*** Begin section ***
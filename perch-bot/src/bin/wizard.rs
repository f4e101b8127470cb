//! perch-wizard: ask a few questions and write a first configuration,
//! with an owner account so the bot can be managed from IRC.

use std::io::{self, BufRead, Write};
use std::path::{Path, PathBuf};
use std::sync::Arc;

use anyhow::{Context as _, Result, bail};
use clap::Parser;
use perch_core::config::Scope;
use perch_core::context::directory;
use perch_core::{Clock, Context, Registry};

#[derive(Parser)]
#[command(name = "perch-wizard", about = "Create a perch configuration")]
struct Args {
    /// Where to write the configuration
    #[arg(long)]
    config: Option<PathBuf>,

    /// Overwrite an existing configuration
    #[arg(long)]
    force: bool,
}

#[derive(Debug, Clone)]
struct Directories {
    data: String,
    backup: String,
    log: String,
    conf: String,
    plugins: Vec<String>,
}

#[derive(Debug, Clone)]
struct Answers {
    nick: String,
    ident: String,
    realname: String,
    language: String,
    network: String,
    server: String,
    tls: bool,
    server_password: Option<String>,
    /// SASL account and password.
    sasl: Option<(String, String)>,
    channels: Vec<(String, Option<String>)>,
    prefix_chars: String,
    dirs: Directories,
    plugins: Vec<String>,
    owner: String,
    password: String,
}

fn default_config_path() -> PathBuf {
    dirs::config_dir()
        .unwrap_or_else(|| PathBuf::from("."))
        .join("perch")
        .join("perch.conf")
}

fn ask<R: BufRead, W: Write>(input: &mut R, out: &mut W, question: &str, default: &str) -> Result<String> {
    if default.is_empty() {
        write!(out, "{question}: ")?;
    } else {
        write!(out, "{question} [{default}]: ")?;
    }
    out.flush()?;
    let mut line = String::new();
    if input.read_line(&mut line)? == 0 {
        bail!("input ended before setup was complete");
    }
    let answer = line.trim();
    Ok(if answer.is_empty() { default.to_string() } else { answer.to_string() })
}

fn ask_required<R: BufRead, W: Write>(input: &mut R, out: &mut W, question: &str) -> Result<String> {
    loop {
        let answer = ask(input, out, question, "")?;
        if !answer.is_empty() {
            return Ok(answer);
        }
        writeln!(out, "An answer is required.")?;
    }
}

fn ask_yes<R: BufRead, W: Write>(input: &mut R, out: &mut W, question: &str, default: bool) -> Result<bool> {
    let answer = ask(input, out, &format!("{question} (yes/no)"), if default { "yes" } else { "no" })?;
    Ok(answer.to_lowercase().starts_with('y'))
}

fn optional(answer: String) -> Option<String> {
    (!answer.is_empty()).then_some(answer)
}

/// `#chan` or `#chan:key` entries.
fn parse_channels(line: &str) -> Result<Vec<(String, Option<String>)>> {
    line.split_whitespace()
        .map(|entry| {
            let (name, key) = match entry.split_once(':') {
                Some((name, key)) => (name, optional(key.to_string())),
                None => (entry, None),
            };
            if !name.starts_with(['#', '&', '!', '+']) || name.len() < 2 {
                bail!("{name:?} is not a channel name");
            }
            Ok((name.to_string(), key))
        })
        .collect()
}

fn interview<R: BufRead, W: Write>(input: &mut R, out: &mut W) -> Result<Answers> {
    writeln!(out, "Setting up perch. Press enter to accept the [default].")?;
    let nick = ask(input, out, "Bot nick", "perch")?;
    let ident = ask(input, out, "Ident (username)", "perch")?;
    let realname = ask(input, out, "Full name", "perch IRC bot")?;
    let language = ask(input, out, "Language", "en")?;

    let network = ask(input, out, "Network name", "libera")?.to_lowercase();
    if network.contains(|c: char| c == '.' || c.is_whitespace()) {
        bail!("network names may not contain dots or spaces");
    }
    let tls = ask_yes(input, out, "Connect with TLS?", true)?;
    let default_server = if tls { "irc.libera.chat:6697" } else { "irc.libera.chat:6667" };
    let server = ask(input, out, "Server (host:port)", default_server)?;
    let server_password = optional(ask(input, out, "Server password (blank for none)", "")?);
    let sasl = match optional(ask(input, out, "SASL account (blank for none)", "")?) {
        Some(account) => Some((account, ask_required(input, out, "SASL password")?)),
        None => None,
    };
    let channels = parse_channels(&ask(input, out, "Channels to join (space separated, #chan:key for keyed)", "")?)?;
    let prefix_chars = ask(input, out, "Command prefix characters (blank to answer only to the nick)", "")?;

    let dirs = Directories {
        data: ask(input, out, "Data directory", "data")?,
        backup: ask(input, out, "Backup directory", "backup")?,
        log: ask(input, out, "Log directory", "logs")?,
        conf: ask(input, out, "Plugin configuration directory", "conf")?,
        plugins: ask(input, out, "Extra plugin directories (space separated)", "")?
            .split_whitespace()
            .map(str::to_string)
            .collect(),
    };

    let plugins = if ask_yes(input, out, "Load every built-in plugin?", true)? {
        perch_bot::DEFAULT_PLUGINS.iter().map(|p| p.to_string()).collect()
    } else {
        let mut chosen = Vec::new();
        for plugin in perch_bot::DEFAULT_PLUGINS {
            if ask_yes(input, out, &format!("Load {plugin}?"), true)? {
                chosen.push(plugin.to_string());
            }
        }
        chosen
    };

    let owner = ask_required(input, out, "Owner user name")?;
    let password = ask_required(input, out, "Owner password")?;
    Ok(Answers {
        nick,
        ident,
        realname,
        language,
        network,
        server,
        tls,
        server_password,
        sasl,
        channels,
        prefix_chars,
        dirs,
        plugins,
        owner,
        password,
    })
}

fn yes_no(b: bool) -> &'static str {
    if b { "True" } else { "False" }
}

/// Write `answers` to `path`, plus a users database with the owner.
fn write_config(answers: &Answers, path: &Path) -> Result<()> {
    if let Some(parent) = path.parent() {
        std::fs::create_dir_all(parent).with_context(|| format!("creating {}", parent.display()))?;
    }
    let registry = Registry::with_core();
    let global = Scope::global();
    let net = &answers.network;
    let key = |suffix: &str| format!("networks.{net}.{suffix}");

    registry.set("nick", &global, &answers.nick)?;
    registry.set("ident", &global, &answers.ident)?;
    registry.set("user", &global, &answers.realname)?;
    registry.set("language", &global, &answers.language)?;
    registry.set("networks", &global, net)?;
    registry.set(&key("servers"), &global, &answers.server)?;
    registry.set(&key("ssl"), &global, yes_no(answers.tls))?;
    if let Some(password) = &answers.server_password {
        registry.set(&key("password"), &global, password)?;
    }
    if let Some((account, password)) = &answers.sasl {
        registry.set(&key("sasl.username"), &global, account)?;
        registry.set(&key("sasl.password"), &global, password)?;
    }
    let names: Vec<&str> = answers.channels.iter().map(|(name, _)| name.as_str()).collect();
    registry.set(&key("channels"), &global, &names.join(" "))?;
    for (name, channel_key) in &answers.channels {
        if let Some(k) = channel_key {
            registry.set(&key("channels.key"), &Scope::channel(name), k)?;
        }
    }
    registry.set("replies.whenAddressedBy.chars", &global, &answers.prefix_chars)?;

    let dirs = &answers.dirs;
    registry.set("directories.data", &global, &dirs.data)?;
    registry.set("directories.data.tmp", &global, &format!("{}/tmp", dirs.data))?;
    registry.set("directories.backup", &global, &dirs.backup)?;
    registry.set("directories.log", &global, &dirs.log)?;
    registry.set("directories.conf", &global, &dirs.conf)?;
    registry.set("directories.plugins", &global, &dirs.plugins.join(" "))?;

    for plugin in perch_bot::DEFAULT_PLUGINS {
        let load = answers.plugins.iter().any(|p| p == plugin);
        registry.set(&format!("plugins.{plugin}"), &global, yes_no(load))?;
    }
    perch_bot::apply_default_providers(&registry);
    registry.set_path(path);

    for dir in ["directories.log", "directories.conf"] {
        let dir = directory(&registry, dir);
        std::fs::create_dir_all(&dir).with_context(|| format!("creating {}", dir.display()))?;
    }
    let ctx = Context::open(Arc::new(registry), Clock::system()).context("creating the data directory")?;
    let owner = ctx.users.create_user(&answers.owner)?;
    ctx.users.update(owner.id, |u| {
        u.set_password(&answers.password);
        u.add_capability("owner");
    })?;
    ctx.flush()?;
    ctx.save_config()?;
    Ok(())
}

fn main() -> Result<()> {
    let args = Args::parse();
    let path = args.config.unwrap_or_else(default_config_path);
    if path.exists() && !args.force {
        bail!("{} already exists; pass --force to replace it", path.display());
    }

    let stdin = io::stdin();
    let mut input = stdin.lock();
    let mut out = io::stdout();
    let answers = interview(&mut input, &mut out)?;
    write_config(&answers, &path)?;

    writeln!(out, "Wrote {}.", path.display())?;
    writeln!(out, "Start the bot with: perch {}", path.display())?;
    writeln!(
        out,
        "Then /msg {} identify {} <password> to manage it.",
        answers.nick, answers.owner
    )?;
    Ok(())
}

#[cfg(test)]
mod tests {
    use super::*;

    fn answers_from(lines: &[&str]) -> Result<Answers> {
        let mut script = lines.join("\n");
        script.push('\n');
        let mut out = Vec::new();
        interview(&mut script.as_bytes(), &mut out)
    }

    /// Blank answers up to the channel question.
    const DEFAULT_CONNECTION: [&str; 9] = ["", "", "", "", "", "", "", "", ""];
    /// Blank answers for prefix chars, the five directories and the bulk plugin question.
    const DEFAULT_REST: [&str; 7] = ["", "", "", "", "", "", ""];

    #[test]
    fn defaults_fill_blank_answers() {
        let mut lines = DEFAULT_CONNECTION.to_vec();
        lines.push("#perch #test:sekrit");
        lines.extend(DEFAULT_REST);
        lines.extend(["root", "secret"]);
        let a = answers_from(&lines).unwrap();
        assert_eq!(a.nick, "perch");
        assert_eq!(a.ident, "perch");
        assert_eq!(a.network, "libera");
        assert!(a.tls);
        assert_eq!(a.server, "irc.libera.chat:6697");
        assert!(a.server_password.is_none() && a.sasl.is_none());
        assert_eq!(
            a.channels,
            vec![("#perch".to_string(), None), ("#test".to_string(), Some("sekrit".to_string()))]
        );
        assert_eq!(a.dirs.data, "data");
        assert_eq!(a.plugins.len(), perch_bot::DEFAULT_PLUGINS.len());
        assert_eq!(a.owner, "root");
    }

    #[test]
    fn truncated_input_is_an_error() {
        assert!(answers_from(&["robin", "example"]).is_err());
        assert!(answers_from(&["robin", "", "", "", "my.net"]).is_err());
        let mut bad_channel = DEFAULT_CONNECTION.to_vec();
        bad_channel.push("perch");
        assert!(answers_from(&bad_channel).is_err());
    }

    #[test]
    fn plugins_can_be_picked_one_by_one() {
        let mut lines = DEFAULT_CONNECTION.to_vec();
        lines.push("");
        lines.extend(&DEFAULT_REST[..6]);
        // "no" to every plugin, then Admin, Channel, Misc, Owner, User, Utilities
        lines.extend(["no", "no", "no", "", "yes", "y", "no"]);
        lines.extend(["root", "secret"]);
        let a = answers_from(&lines).unwrap();
        assert_eq!(a.plugins, vec!["Misc", "Owner", "User"]);
    }

    #[test]
    fn written_config_loads_back() {
        let dir = tempfile::tempdir().unwrap();
        let path = dir.path().join("perch.conf");
        let answers = answers_from(&[
            "robin",
            "rob",
            "Robin Bot",
            "",
            "example",
            "no",
            "irc.example.org:6667",
            "",
            "robin",
            "saslpass",
            "#a #b:key",
            "!",
            "store",
            "",
            "",
            "",
            "",
            "",
            "root",
            "secret",
        ])
        .unwrap();
        write_config(&answers, &path).unwrap();

        let registry = Registry::with_core();
        registry.load_file(&path).unwrap();
        assert_eq!(registry.string("nick", None, None), "robin");
        assert_eq!(registry.string("replies.whenAddressedBy.chars", None, None), "!");
        assert!(registry.bool("plugins.Owner", None, None));
        assert_eq!(registry.string("commands.defaultPlugins.help", None, None), "Misc");
        let settings = perch_core::config::NetworkSettings::from_registry(&registry, "example").unwrap();
        assert_eq!(settings.servers[0].to_string(), "irc.example.org:6667");
        assert!(!settings.tls);
        assert_eq!(settings.ident, "rob");
        assert_eq!(settings.realname, "Robin Bot");
        assert_eq!(settings.sasl.as_ref().map(|s| s.username.as_str()), Some("robin"));
        assert!(settings.channels.contains(&("#b".to_string(), Some("key".to_string()))));
        assert!(dir.path().join("logs").is_dir());

        let ctx = Context::open(Arc::new(registry), Clock::manual(0.0)).unwrap();
        assert!(dir.path().join("store").join("users.conf").is_file());
        let owner = ctx.users.get_user("root").unwrap();
        assert!(owner.is_owner());
        assert!(owner.check_password("secret"));
    }
}
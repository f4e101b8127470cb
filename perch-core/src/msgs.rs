//! Builders for outbound messages and CTCP helpers.

use crate::ident::modes::{ModeChange, chunk_modes};
use crate::message::Message;

fn msg(command: &str, params: &[&str]) -> Message {
    Message::new(command, params.iter().map(|p| p.to_string()).collect())
}

pub fn privmsg(target: &str, text: &str) -> Message {
    msg("PRIVMSG", &[target, text])
}

pub fn notice(target: &str, text: &str) -> Message {
    msg("NOTICE", &[target, text])
}

/// CTCP ACTION (`/me`).
pub fn action(target: &str, text: &str) -> Message {
    privmsg(target, &format!("\x01ACTION {text}\x01"))
}

pub fn join(channel: &str, key: Option<&str>) -> Message {
    match key {
        Some(key) if !key.is_empty() => msg("JOIN", &[channel, key]),
        _ => msg("JOIN", &[channel]),
    }
}

pub fn part(channel: &str, reason: Option<&str>) -> Message {
    match reason {
        Some(reason) => msg("PART", &[channel, reason]),
        None => msg("PART", &[channel]),
    }
}

pub fn quit(reason: &str) -> Message {
    msg("QUIT", &[reason])
}

pub fn nick(nick: &str) -> Message {
    msg("NICK", &[nick])
}

pub fn user(ident: &str, realname: &str) -> Message {
    msg("USER", &[ident, "0", "*", realname])
}

pub fn pass(password: &str) -> Message {
    msg("PASS", &[password])
}

pub fn ping(token: &str) -> Message {
    msg("PING", &[token])
}

pub fn pong(token: &str) -> Message {
    msg("PONG", &[token])
}

pub fn mode(target: &str, args: &[String]) -> Message {
    let mut params = vec![target.to_string()];
    params.extend(args.iter().cloned());
    Message::new("MODE", params)
}

pub fn kick(channel: &str, nick: &str, reason: &str) -> Message {
    msg("KICK", &[channel, nick, reason])
}

pub fn topic(channel: &str, text: &str) -> Message {
    msg("TOPIC", &[channel, text])
}

pub fn invite(nick: &str, channel: &str) -> Message {
    msg("INVITE", &[nick, channel])
}

pub fn who(target: &str) -> Message {
    msg("WHO", &[target])
}

pub fn cap(subcommand: &str, args: &[&str]) -> Message {
    let mut params = vec![subcommand];
    params.extend_from_slice(args);
    msg("CAP", &params)
}

pub fn authenticate(payload: &str) -> Message {
    msg("AUTHENTICATE", &[payload])
}

/// Set or unset one membership/list mode on many targets, split by the
/// server's `MODES` limit.
pub fn batch_modes(channel: &str, adding: bool, mode: char, args: &[&str], max: usize) -> Vec<Message> {
    let changes: Vec<ModeChange> = args
        .iter()
        .map(|a| ModeChange::new(adding, mode, Some(a)))
        .collect();
    chunk_modes(&changes, max)
        .into_iter()
        .map(|chunk| self::mode(channel, &chunk))
        .collect()
}

pub fn ops(channel: &str, nicks: &[&str], max: usize) -> Vec<Message> {
    batch_modes(channel, true, 'o', nicks, max)
}

pub fn deops(channel: &str, nicks: &[&str], max: usize) -> Vec<Message> {
    batch_modes(channel, false, 'o', nicks, max)
}

pub fn voices(channel: &str, nicks: &[&str], max: usize) -> Vec<Message> {
    batch_modes(channel, true, 'v', nicks, max)
}

pub fn devoices(channel: &str, nicks: &[&str], max: usize) -> Vec<Message> {
    batch_modes(channel, false, 'v', nicks, max)
}

pub fn bans(channel: &str, masks: &[&str], max: usize) -> Vec<Message> {
    batch_modes(channel, true, 'b', masks, max)
}

pub fn unbans(channel: &str, masks: &[&str], max: usize) -> Vec<Message> {
    batch_modes(channel, false, 'b', masks, max)
}

// ── CTCP ──

pub fn is_ctcp(text: &str) -> bool {
    text.len() >= 2 && text.starts_with('\x01') && text.ends_with('\x01')
}

pub fn is_action(text: &str) -> bool {
    is_ctcp(text) && text[1..].starts_with("ACTION")
}

/// Text of a CTCP ACTION without the framing.
pub fn unaction(text: &str) -> Option<&str> {
    text.strip_prefix("\x01ACTION")
        .and_then(|rest| rest.strip_suffix('\x01'))
        .map(|rest| rest.strip_prefix(' ').unwrap_or(rest))
}

#[cfg(test)]
mod tests {
    use super::*;

    #[test]
    fn builders_serialize() {
        assert_eq!(privmsg("#c", "hi there").to_string(), "PRIVMSG #c :hi there");
        assert_eq!(join("#c", Some("key")).to_string(), "JOIN #c key");
        assert_eq!(join("#c", Some("")).to_string(), "JOIN #c");
        assert_eq!(user("perch", "Perch Bot").to_string(), "USER perch 0 * :Perch Bot");
        assert_eq!(cap("LS", &["302"]).to_string(), "CAP LS 302");
        assert_eq!(
            kick("#c", "troll", "bye").to_string(),
            "KICK #c troll bye"
        );
    }

    #[test]
    fn action_framing() {
        let m = action("#c", "waves");
        let text = m.trailing().unwrap();
        assert!(is_ctcp(text));
        assert!(is_action(text));
        assert_eq!(unaction(text), Some("waves"));
        assert_eq!(unaction("plain"), None);
    }

    #[test]
    fn ops_are_batched() {
        let out = ops("#c", &["a", "b", "c", "d"], 3);
        assert_eq!(out.len(), 2);
        assert_eq!(out[0].to_string(), "MODE #c +ooo a b c");
        assert_eq!(out[1].to_string(), "MODE #c +o d");
    }
}
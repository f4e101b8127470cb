//! Capability resolution over user and channel records.
//!
//! Precedence, highest first:
//! 1. `owner` grants everything the user does not explicitly deny
//! 2. the user's own `#chan,cap` / `#chan,-cap`
//! 3. the user's `#chan,op`, which implies every capability on `#chan`
//! 4. the channel's capability set
//! 5. the user's global `cap` / `-cap`
//! 6. the channel's default-allow flag (never for op, halfop, voice)
//!
//! Anything left is unresolved and falls back to configured defaults.

use std::collections::BTreeSet;

use crate::ident::{canonical_capability, from_channel_capability, invert_capability, is_anti_capability};

use super::{ChannelRecord, User};

/// Channel capabilities that default-allow never hands out.
pub const PRIVILEGED: [&str; 3] = ["op", "halfop", "voice"];

pub fn is_privileged(cap: &str) -> bool {
    PRIVILEGED.contains(&cap)
}

/// Explicit answer of a capability set: `Some(true)` if it holds `cap`,
/// `Some(false)` if it holds the inverse.
pub fn explicit(set: &BTreeSet<String>, cap: &str) -> Option<bool> {
    if set.contains(cap) {
        Some(true)
    } else if set.contains(&invert_capability(cap)) {
        Some(false)
    } else {
        None
    }
}

pub fn resolve(user: Option<&User>, channel: Option<&ChannelRecord>, capability: &str) -> Option<bool> {
    let cap = canonical_capability(capability);
    if let Some(user) = user
        && user.capabilities.contains("owner")
    {
        // Owners only hold an anti-capability they were given explicitly.
        if is_anti_capability(&cap) {
            return Some(user.capabilities.contains(&cap));
        }
        if !user.capabilities.contains(&invert_capability(&cap)) {
            return Some(true);
        }
    }

    let Some((chan, bare)) = from_channel_capability(&cap) else {
        return user.and_then(|u| explicit(&u.capabilities, &cap));
    };

    if let Some(user) = user {
        if let Some(answer) = explicit(&user.capabilities, &cap) {
            return Some(answer);
        }
        if user.capabilities.contains(&format!("{chan},op")) {
            return Some(true);
        }
    }
    if let Some(channel) = channel
        && let Some(answer) = explicit(&channel.capabilities, bare)
    {
        return Some(answer);
    }
    if let Some(user) = user
        && let Some(answer) = explicit(&user.capabilities, bare)
    {
        return Some(answer);
    }
    channel.map(|c| c.default_allow && !is_privileged(bare))
}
*** End section ***
WORK TASK
Read through the entries and copy every line that includes "names".

SOLUTION BELOW
        bail!("network names may not contain dots or spaces");
    let names: Vec<&str> = answers.channels.iter().map(|(name, _)| name.as_str()).collect();
    registry.set(&key("channels"), &global, &names.join(" "))?;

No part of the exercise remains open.